• DATA FOR REVIEW:

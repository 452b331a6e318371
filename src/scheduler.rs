// src/scheduler.rs
use metrics::gauge;
use std::sync::Arc;
use std::time::Duration;
use tokio::sync::watch;
use tokio::task::JoinHandle;
use tokio::time::MissedTickBehavior;

use crate::scanner::Scanner;

/// Drive `Scanner::cycle` every `interval` until `shutdown` flips to `true`.
///
/// The first cycle runs immediately. Shutdown is only observed between cycles, so an
/// in-flight cycle always completes (its fetches finish or hit their timeouts). A slow
/// cycle delays the next tick instead of queueing a burst of catch-up cycles.
pub fn spawn_scan_scheduler(
    scanner: Arc<Scanner>,
    interval: Duration,
    mut shutdown: watch::Receiver<bool>,
) -> JoinHandle<()> {
    tokio::spawn(async move {
        let mut ticker = tokio::time::interval(interval.max(Duration::from_secs(1)));
        ticker.set_missed_tick_behavior(MissedTickBehavior::Skip);
        tracing::info!(target: "scan", interval_secs = interval.as_secs(), "scan scheduler started");

        loop {
            tokio::select! {
                _ = ticker.tick() => {}
                changed = shutdown.changed() => {
                    if changed.is_err() || *shutdown.borrow() {
                        break;
                    }
                    continue;
                }
            }
            if *shutdown.borrow() {
                break;
            }

            // Errors are logged and counted inside `cycle`; the next tick proceeds normally.
            let _ = scanner.cycle().await;
            gauge!("scan_scheduler_last_tick_ts").set(chrono::Utc::now().timestamp() as f64);
        }
        tracing::info!(target: "scan", "scan scheduler stopped");
    })
}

• HOW TO COMPLETE THIS TASK:
Reproduce the entries above in full by retyping them exactly.

• RESPONSE AREA:
repository 452b331a6e318371
filename src/scheduler.rs
// src/scheduler.rs
use metrics::gauge;
use std::sync::Arc;
use std::time::Duration;
use tokio::sync::watch;
use tokio::task::JoinHandle;
use tokio::time::MissedTickBehavior;

use crate::scanner::Scanner;

/// Drive `Scanner::cycle` every `interval` until `shutdown` flips to `true`.
///
/// The first cycle runs immediately. Shutdown is only observed between cycles, so an
/// in-flight cycle always completes (its fetches finish or hit their timeouts). A slow
/// cycle delays the next tick instead of queueing a burst of catch-up cycles.
pub fn spawn_scan_scheduler(
    scanner: Arc<Scanner>,
    interval: Duration,
    mut shutdown: watch::Receiver<bool>,
) -> JoinHandle<()> {
    tokio::spawn(async move {
        let mut ticker = tokio::time::interval(interval.max(Duration::from_secs(1)));
        ticker.set_missed_tick_behavior(MissedTickBehavior::Skip);
        tracing::info!(target: "scan", interval_secs = interval.as_secs(), "scan scheduler started");

        loop {
            tokio::select! {
                _ = ticker.tick() => {}
                changed = shutdown.changed() => {
                    if changed.is_err() || *shutdown.borrow() {
                        break;
                    }
                    continue;
                }
            }
            if *shutdown.borrow() {
                break;
            }

            // Errors are logged and counted inside `cycle`; the next tick proceeds normally.
            let _ = scanner.cycle().await;
            gauge!("scan_scheduler_last_tick_ts").set(chrono::Utc::now().timestamp() as f64);
        }
        tracing::info!(target: "scan", "scan scheduler stopped");
    })
}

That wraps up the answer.